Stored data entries

__________________________________________________

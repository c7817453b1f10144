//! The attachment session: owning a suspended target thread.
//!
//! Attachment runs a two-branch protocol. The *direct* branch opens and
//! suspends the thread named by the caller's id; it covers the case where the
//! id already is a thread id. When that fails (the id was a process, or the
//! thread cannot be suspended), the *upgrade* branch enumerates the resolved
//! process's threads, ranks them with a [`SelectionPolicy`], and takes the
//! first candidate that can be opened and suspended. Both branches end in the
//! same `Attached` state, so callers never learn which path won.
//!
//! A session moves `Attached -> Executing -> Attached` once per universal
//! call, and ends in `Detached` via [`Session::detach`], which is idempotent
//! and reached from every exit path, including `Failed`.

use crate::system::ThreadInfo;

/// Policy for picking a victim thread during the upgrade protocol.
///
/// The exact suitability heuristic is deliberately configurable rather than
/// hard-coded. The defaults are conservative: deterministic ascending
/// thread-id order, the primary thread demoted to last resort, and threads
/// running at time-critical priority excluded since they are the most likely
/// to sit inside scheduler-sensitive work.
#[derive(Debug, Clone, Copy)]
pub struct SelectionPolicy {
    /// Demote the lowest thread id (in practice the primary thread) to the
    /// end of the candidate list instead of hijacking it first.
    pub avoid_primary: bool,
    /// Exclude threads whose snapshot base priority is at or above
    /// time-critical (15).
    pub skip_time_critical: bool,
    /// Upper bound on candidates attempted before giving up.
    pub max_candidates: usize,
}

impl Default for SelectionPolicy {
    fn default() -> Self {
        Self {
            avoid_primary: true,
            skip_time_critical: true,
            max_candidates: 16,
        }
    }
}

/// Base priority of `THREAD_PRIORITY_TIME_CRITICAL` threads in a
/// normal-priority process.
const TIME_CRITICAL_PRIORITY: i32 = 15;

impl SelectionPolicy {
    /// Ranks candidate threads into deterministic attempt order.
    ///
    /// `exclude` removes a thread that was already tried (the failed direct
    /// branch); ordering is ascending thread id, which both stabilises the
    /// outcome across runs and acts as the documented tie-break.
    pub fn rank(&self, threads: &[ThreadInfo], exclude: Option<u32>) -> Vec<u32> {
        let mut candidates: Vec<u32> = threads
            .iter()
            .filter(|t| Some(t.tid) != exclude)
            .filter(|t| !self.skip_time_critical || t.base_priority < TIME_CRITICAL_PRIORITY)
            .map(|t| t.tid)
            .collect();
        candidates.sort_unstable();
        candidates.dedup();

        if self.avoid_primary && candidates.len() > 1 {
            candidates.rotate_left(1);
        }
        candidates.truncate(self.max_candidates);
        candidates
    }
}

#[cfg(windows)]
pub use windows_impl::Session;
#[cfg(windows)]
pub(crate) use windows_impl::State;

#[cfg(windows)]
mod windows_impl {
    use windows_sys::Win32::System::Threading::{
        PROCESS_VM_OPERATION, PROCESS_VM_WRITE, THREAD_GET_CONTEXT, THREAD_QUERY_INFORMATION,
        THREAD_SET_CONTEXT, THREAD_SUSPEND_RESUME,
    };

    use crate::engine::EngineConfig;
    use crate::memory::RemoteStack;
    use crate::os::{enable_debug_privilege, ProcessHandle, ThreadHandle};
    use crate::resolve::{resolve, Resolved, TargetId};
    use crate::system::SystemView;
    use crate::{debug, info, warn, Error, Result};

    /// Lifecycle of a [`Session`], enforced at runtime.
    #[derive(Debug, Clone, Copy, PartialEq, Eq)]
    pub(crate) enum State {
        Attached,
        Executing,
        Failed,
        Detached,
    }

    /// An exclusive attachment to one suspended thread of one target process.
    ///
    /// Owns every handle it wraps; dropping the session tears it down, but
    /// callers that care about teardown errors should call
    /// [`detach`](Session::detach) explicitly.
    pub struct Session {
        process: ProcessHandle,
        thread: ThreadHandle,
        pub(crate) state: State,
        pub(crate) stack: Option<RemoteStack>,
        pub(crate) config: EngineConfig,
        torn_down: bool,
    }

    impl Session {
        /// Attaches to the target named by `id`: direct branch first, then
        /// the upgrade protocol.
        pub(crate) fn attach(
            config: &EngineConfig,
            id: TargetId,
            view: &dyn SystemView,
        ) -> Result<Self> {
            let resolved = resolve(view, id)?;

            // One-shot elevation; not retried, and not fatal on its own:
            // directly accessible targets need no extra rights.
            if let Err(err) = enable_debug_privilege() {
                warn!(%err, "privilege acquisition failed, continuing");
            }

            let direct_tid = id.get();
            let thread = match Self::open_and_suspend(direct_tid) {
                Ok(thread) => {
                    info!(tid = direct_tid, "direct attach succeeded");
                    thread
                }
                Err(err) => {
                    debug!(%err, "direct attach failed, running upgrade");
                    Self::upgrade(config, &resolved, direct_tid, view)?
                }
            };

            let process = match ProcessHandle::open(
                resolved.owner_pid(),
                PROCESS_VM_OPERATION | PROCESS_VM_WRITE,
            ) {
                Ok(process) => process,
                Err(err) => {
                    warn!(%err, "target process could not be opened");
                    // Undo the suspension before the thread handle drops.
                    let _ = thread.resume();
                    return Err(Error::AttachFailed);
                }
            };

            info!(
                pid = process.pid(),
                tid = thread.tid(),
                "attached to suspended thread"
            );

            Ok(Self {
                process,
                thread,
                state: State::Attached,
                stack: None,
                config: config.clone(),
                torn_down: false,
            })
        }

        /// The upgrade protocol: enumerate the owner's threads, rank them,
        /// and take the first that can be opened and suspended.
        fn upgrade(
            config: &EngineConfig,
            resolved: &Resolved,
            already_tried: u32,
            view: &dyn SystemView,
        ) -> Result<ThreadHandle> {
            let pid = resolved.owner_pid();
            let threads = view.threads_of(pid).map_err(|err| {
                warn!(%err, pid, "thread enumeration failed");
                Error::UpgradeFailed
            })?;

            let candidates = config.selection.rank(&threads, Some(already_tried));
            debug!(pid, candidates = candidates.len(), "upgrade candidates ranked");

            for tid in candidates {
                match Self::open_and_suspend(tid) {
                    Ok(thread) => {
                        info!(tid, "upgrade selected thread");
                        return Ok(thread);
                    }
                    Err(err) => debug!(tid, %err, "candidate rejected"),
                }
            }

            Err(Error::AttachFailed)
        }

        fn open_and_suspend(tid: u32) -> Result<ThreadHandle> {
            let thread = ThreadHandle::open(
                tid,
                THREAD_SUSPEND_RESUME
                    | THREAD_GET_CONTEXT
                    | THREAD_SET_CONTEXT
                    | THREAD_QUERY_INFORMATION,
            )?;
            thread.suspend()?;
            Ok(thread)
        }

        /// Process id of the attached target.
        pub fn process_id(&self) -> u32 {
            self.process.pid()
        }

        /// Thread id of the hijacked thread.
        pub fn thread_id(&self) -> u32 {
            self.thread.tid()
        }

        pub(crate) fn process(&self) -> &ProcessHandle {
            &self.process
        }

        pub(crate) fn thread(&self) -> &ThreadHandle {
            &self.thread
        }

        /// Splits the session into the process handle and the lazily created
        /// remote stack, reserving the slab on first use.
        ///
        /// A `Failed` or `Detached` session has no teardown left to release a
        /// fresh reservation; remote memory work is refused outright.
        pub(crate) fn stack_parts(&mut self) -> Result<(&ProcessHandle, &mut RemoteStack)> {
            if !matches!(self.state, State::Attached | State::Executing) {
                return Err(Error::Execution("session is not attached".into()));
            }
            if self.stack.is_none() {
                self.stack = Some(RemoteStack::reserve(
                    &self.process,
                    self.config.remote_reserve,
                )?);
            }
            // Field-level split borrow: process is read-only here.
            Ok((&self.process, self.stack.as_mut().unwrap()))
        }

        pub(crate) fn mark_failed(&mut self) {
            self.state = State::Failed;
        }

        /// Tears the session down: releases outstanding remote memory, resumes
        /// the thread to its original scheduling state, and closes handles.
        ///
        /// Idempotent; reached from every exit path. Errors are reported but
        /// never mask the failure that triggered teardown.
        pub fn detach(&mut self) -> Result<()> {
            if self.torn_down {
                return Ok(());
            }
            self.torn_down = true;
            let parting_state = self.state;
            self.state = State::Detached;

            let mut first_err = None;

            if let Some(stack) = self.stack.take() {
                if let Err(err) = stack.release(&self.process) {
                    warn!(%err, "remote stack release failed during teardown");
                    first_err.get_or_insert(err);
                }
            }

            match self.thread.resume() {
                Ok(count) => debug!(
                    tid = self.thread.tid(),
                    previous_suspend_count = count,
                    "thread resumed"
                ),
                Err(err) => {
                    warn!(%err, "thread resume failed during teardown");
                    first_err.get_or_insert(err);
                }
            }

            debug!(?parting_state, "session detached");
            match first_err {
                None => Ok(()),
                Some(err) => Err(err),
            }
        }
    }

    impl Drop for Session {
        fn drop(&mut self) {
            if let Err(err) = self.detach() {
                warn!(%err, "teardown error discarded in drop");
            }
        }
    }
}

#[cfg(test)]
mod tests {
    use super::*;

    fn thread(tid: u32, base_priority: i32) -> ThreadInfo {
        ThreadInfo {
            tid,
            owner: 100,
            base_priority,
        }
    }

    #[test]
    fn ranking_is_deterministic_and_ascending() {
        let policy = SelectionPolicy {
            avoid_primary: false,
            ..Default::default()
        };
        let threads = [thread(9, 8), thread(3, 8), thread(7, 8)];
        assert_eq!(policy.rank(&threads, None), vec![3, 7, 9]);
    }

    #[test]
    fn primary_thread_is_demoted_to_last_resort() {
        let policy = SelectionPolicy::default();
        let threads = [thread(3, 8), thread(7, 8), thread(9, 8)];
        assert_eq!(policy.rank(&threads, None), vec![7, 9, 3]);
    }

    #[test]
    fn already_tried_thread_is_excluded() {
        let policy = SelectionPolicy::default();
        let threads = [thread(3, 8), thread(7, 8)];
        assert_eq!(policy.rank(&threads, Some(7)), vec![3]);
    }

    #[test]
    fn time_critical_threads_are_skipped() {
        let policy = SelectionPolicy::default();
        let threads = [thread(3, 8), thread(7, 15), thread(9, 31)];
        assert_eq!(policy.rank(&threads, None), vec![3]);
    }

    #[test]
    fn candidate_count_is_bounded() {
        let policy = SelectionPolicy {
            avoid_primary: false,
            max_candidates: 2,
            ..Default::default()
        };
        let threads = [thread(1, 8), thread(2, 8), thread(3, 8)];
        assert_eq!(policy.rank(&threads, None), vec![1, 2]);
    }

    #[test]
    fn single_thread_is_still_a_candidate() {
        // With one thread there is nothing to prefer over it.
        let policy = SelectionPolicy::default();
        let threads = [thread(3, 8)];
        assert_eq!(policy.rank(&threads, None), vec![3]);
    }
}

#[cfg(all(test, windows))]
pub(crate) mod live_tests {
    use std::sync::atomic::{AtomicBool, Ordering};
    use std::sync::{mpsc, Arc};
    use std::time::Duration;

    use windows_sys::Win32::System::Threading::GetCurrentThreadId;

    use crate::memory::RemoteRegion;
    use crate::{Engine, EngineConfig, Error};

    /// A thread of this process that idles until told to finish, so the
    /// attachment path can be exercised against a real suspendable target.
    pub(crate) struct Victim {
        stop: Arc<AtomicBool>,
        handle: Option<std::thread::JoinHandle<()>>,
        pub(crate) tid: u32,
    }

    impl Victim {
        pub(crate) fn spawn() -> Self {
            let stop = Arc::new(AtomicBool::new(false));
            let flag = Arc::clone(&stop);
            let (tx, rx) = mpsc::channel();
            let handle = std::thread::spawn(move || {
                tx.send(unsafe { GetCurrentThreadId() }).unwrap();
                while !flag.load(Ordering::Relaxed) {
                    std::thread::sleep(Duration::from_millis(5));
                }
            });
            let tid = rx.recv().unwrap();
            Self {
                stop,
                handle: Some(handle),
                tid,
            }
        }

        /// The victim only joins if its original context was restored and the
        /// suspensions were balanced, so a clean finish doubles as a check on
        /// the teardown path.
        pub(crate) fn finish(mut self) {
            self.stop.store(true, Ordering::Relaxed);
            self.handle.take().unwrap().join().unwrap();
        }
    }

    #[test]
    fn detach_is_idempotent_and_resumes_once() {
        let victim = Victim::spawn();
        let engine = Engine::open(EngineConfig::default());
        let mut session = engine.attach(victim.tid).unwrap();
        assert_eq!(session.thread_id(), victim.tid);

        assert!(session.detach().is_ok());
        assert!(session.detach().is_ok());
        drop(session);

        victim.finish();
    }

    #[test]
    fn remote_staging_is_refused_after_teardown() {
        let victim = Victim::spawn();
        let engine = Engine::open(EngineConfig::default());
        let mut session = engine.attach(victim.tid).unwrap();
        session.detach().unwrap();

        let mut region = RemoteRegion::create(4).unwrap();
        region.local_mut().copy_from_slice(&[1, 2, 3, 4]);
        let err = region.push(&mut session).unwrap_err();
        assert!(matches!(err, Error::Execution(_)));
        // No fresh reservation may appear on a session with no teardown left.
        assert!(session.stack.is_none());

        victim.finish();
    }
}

__________________________________________________

Task item » Working from the records above, write out verbatim only the lines from the line containing "real suspendable target." through the line containing "let (tx, rx) = mpsc::channel();".

Output of the task »
    /// attachment path can be exercised against a real suspendable target.
    pub(crate) struct Victim {
        stop: Arc<AtomicBool>,
        handle: Option<std::thread::JoinHandle<()>>,
        pub(crate) tid: u32,
    }

    impl Victim {
        pub(crate) fn spawn() -> Self {
            let stop = Arc::new(AtomicBool::new(false));
            let flag = Arc::clone(&stop);
            let (tx, rx) = mpsc::channel();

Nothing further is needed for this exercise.